Check each line of the entries for "Option" and report the ones that have it.

** The data follows **

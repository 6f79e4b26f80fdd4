use chrono::{DateTime, Utc};
use sea_orm::entity::prelude::*;
use serde::{Deserialize, Serialize};

#[derive(Clone, Debug, PartialEq, DeriveEntityModel, Serialize, Deserialize)]
#[sea_orm(table_name = "users")]
pub struct Model {
    #[sea_orm(primary_key)]
    pub id: i64,
    pub name: String,
    #[sea_orm(unique)]
    pub email: String,
    #[serde(skip_serializing)]
    pub password_hash: String,
    /// "clerk", "admin" or "superuser"
    pub role: String,
    pub store_id: Option<i64>,
    pub is_active: bool,
    pub created_at: DateTime<Utc>,
    pub updated_at: DateTime<Utc>,
}

#[derive(Copy, Clone, Debug, EnumIter, DeriveRelation)]
pub enum Relation {
    #[sea_orm(
        belongs_to = "super::store::Entity",
        from = "Column::StoreId",
        to = "super::store::Column::Id"
    )]
    Store,
    #[sea_orm(has_many = "super::notification::Entity")]
    Notifications,
}

impl Related<super::store::Entity> for Entity {
    fn to() -> RelationDef {
        Relation::Store.def()
    }
}

impl Related<super::notification::Entity> for Entity {
    fn to() -> RelationDef {
        Relation::Notifications.def()
    }
}

impl ActiveModelBehavior for ActiveModel {}
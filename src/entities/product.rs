use chrono::{DateTime, Utc};
use sea_orm::entity::prelude::*;
use serde::{Deserialize, Serialize};

#[derive(Clone, Debug, PartialEq, DeriveEntityModel, Serialize, Deserialize)]
#[sea_orm(table_name = "products")]
pub struct Model {
    #[sea_orm(primary_key)]
    pub id: i64,
    pub name: String,
    #[sea_orm(unique)]
    pub sku: String,
    pub category: Option<String>,
    pub unit: Option<String>,
    pub created_at: DateTime<Utc>,
    pub updated_at: DateTime<Utc>,
}

#[derive(Copy, Clone, Debug, EnumIter, DeriveRelation)]
pub enum Relation {
    #[sea_orm(has_many = "super::inventory_lot::Entity")]
    InventoryLots,
    #[sea_orm(has_many = "super::stock_threshold::Entity")]
    StockThresholds,
}

impl Related<super::inventory_lot::Entity> for Entity {
    fn to() -> RelationDef {
        Relation::InventoryLots.def()
    }
}

impl Related<super::stock_threshold::Entity> for Entity {
    fn to() -> RelationDef {
        Relation::StockThresholds.def()
    }
}

impl ActiveModelBehavior for ActiveModel {}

** End of The data **

• **Completed task**
    pub store_id: Option<i64>,
    pub category: Option<String>,
    pub unit: Option<String>,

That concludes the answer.